## EXCERPTED DATA:

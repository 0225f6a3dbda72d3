//! Staleness policy
//!
//! Decides whether an already-stored record needs to be fetched again.

use crate::catalog::SourceItem;
use crate::storage::Record;

/// Judges whether a persisted record is out of date against its source item
pub trait StalePredicate {
    fn is_stale(&self, record: &Record, item: &SourceItem) -> bool;
}

impl<F> StalePredicate for F
where
    F: Fn(&Record, &SourceItem) -> bool,
{
    fn is_stale(&self, record: &Record, item: &SourceItem) -> bool {
        self(record, item)
    }
}

/// Default policy
///
/// A record is stale when the catalog price changed, or when the previous
/// cross-retailer lookup failed and `recheck_unlisted` is on.
#[derive(Debug, Clone, Copy, PartialEq, Eq)]
pub struct DefaultStalePolicy {
    pub recheck_unlisted: bool,
}

impl DefaultStalePolicy {
    pub fn new(recheck_unlisted: bool) -> Self {
        Self { recheck_unlisted }
    }
}

impl Default for DefaultStalePolicy {
    fn default() -> Self {
        Self::new(true)
    }
}

impl StalePredicate for DefaultStalePolicy {
    fn is_stale(&self, record: &Record, item: &SourceItem) -> bool {
        if record.price != item.current_price {
            return true;
        }
        self.recheck_unlisted && !record.is_listed()
    }
}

## TASK DETAILS:
Print all of the material above exactly as given.

## WRITTEN RESPONSE:
repository 0225f6a3dbda72d3
//! Staleness policy
//!
//! Decides whether an already-stored record needs to be fetched again.

use crate::catalog::SourceItem;
use crate::storage::Record;

/// Judges whether a persisted record is out of date against its source item
pub trait StalePredicate {
    fn is_stale(&self, record: &Record, item: &SourceItem) -> bool;
}

impl<F> StalePredicate for F
where
    F: Fn(&Record, &SourceItem) -> bool,
{
    fn is_stale(&self, record: &Record, item: &SourceItem) -> bool {
        self(record, item)
    }
}

/// Default policy
///
/// A record is stale when the catalog price changed, or when the previous
/// cross-retailer lookup failed and `recheck_unlisted` is on.
#[derive(Debug, Clone, Copy, PartialEq, Eq)]
pub struct DefaultStalePolicy {
    pub recheck_unlisted: bool,
}

impl DefaultStalePolicy {
    pub fn new(recheck_unlisted: bool) -> Self {
        Self { recheck_unlisted }
    }
}

impl Default for DefaultStalePolicy {
    fn default() -> Self {
        Self::new(true)
    }
}

impl StalePredicate for DefaultStalePolicy {
    fn is_stale(&self, record: &Record, item: &SourceItem) -> bool {
        if record.price != item.current_price {
            return true;
        }
        self.recheck_unlisted && !record.is_listed()
    }
}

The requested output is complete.